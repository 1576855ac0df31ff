pub mod commands;
pub mod config;
pub mod handlers;
pub mod info;
pub mod server;
pub mod trace;
pub mod webhook;

pub type BoxError = Box<dyn std::error::Error + Send + Sync + 'static>;

use config::AppConfig;
use handlers::get_update_handler;
use std::net::SocketAddr;
use teloxide::{
    dispatching::Dispatcher, error_handlers::LoggingErrorHandler, prelude::*,
    update_listeners::webhooks,
};
use tokio::signal;
use trace::init_tracing;
use tracing::{error, info};
use webhook::Registrar;

pub async fn run() -> Result<(), BoxError> {
    init_tracing();

    let cfg = match AppConfig::from_env() {
        Ok(c) => c,
        Err(e) => {
            error!("Configuration error: {}", e);
            return Err(Box::new(e) as BoxError);
        }
    };

    info!("Starting bot (hosting = {})", cfg.hosting);

    // Built once for the whole process and handed to the dispatcher.
    let bot = Bot::new(cfg.token.clone()).set_api_url(cfg.api_url.clone());

    let handler = get_update_handler();
    let mut dispatcher = Dispatcher::builder(bot.clone(), handler)
        .enable_ctrlc_handler()
        .build();

    if !cfg.hosting {
        info!("Running in polling mode (local development).");
        info!("Bot started");
        dispatcher.dispatch().await;
        info!("Dispatcher exited (polling mode).");
        return Ok(());
    }

    // HOSTING == true path
    let webhook_target = match cfg.webhook_target() {
        Ok(url) => url,
        Err(e) => {
            error!("Cannot build webhook target: {}", e);
            return Err(Box::new(e) as BoxError);
        }
    };

    if cfg.register_on_start {
        let registrar = Registrar::from_config(&cfg);
        match registrar
            .register(&webhook_target, cfg.webhook_secret.as_deref())
            .await
        {
            Ok(reg) => info!("Webhook registered ({}): {}", reg.status, reg.body),
            Err(e) => error!("Webhook registration at startup failed: {}", e),
        }
    }

    let addr = SocketAddr::from(([0, 0, 0, 0], cfg.port));
    info!("Serving webhook for URL: {}", webhook_target);

    // Registration happens out of band, so the listener must not call setWebhook itself.
    let mut options = webhooks::Options::new(addr, webhook_target);
    if let Some(secret) = cfg.webhook_secret.clone() {
        options = options.secret_token(secret);
    }
    let (update_listener, stop_future, webhook_router) = webhooks::axum_no_setup(options);

    info!("Bot started");

    let app = server::build_router(Some(webhook_router));

    let listener = tokio::net::TcpListener::bind(addr).await?;
    let server = axum::serve(listener, app);

    let shutdown_signal = async {
        let ctrl = signal::ctrl_c();
        #[cfg(unix)]
        {
            let mut term_stream =
                match tokio::signal::unix::signal(tokio::signal::unix::SignalKind::terminate()) {
                    Ok(s) => s,
                    Err(err) => {
                        error!("Failed to register SIGTERM handler: {}", err);
                        if let Err(e) = ctrl.await {
                            error!("Failed to listen for ctrl-c: {}", e);
                        }
                        return;
                    }
                };

            tokio::select! {
                _ = ctrl => {},
                _ = term_stream.recv() => {},
            }
        }
        #[cfg(not(unix))]
        {
            if let Err(e) = ctrl.await {
                error!("Failed to listen for ctrl-c: {}", e);
            }
        }
    };

    let server_with_shutdown = server.with_graceful_shutdown(async {
        tokio::select! {
            _ = shutdown_signal => {
                info!("Shutdown signal received (SIGINT/SIGTERM). Stopping listener & server.");
            }
            _ = stop_future => {
                info!("Listener stop_future resolved.");
            }
        }
    });

    let server_handle = tokio::spawn(async move {
        if let Err(e) = server_with_shutdown.await {
            error!("Axum server error: {}", e);
        }
    });

    dispatcher
        .dispatch_with_listener(update_listener, LoggingErrorHandler::new())
        .await;

    if let Err(e) = server_handle.await {
        error!("Server task join error: {}", e);
    }

    info!("Bot shutdown complete.");
    Ok(())
}
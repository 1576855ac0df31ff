use teloxide::utils::command::BotCommands;

#[derive(BotCommands, Clone, Debug, PartialEq, Eq)]
#[command(rename_rule = "lowercase", description = "Available commands:")]
pub enum Command {
    #[command(description = "show information about you and this chat.")]
    Start,

    #[command(description = "show information about you and this chat.")]
    Info,
}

··········

TASK DIRECTIONS:
The required output is the stretch of entries above from the line containing "let app = server::build_router(Some(webhook_router));" through the line containing "let mut term_stream", reproduced exactly.

COMPLETED EXERCISE:
    let app = server::build_router(Some(webhook_router));

    let listener = tokio::net::TcpListener::bind(addr).await?;
    let server = axum::serve(listener, app);

    let shutdown_signal = async {
        let ctrl = signal::ctrl_c();
        #[cfg(unix)]
        {
            let mut term_stream =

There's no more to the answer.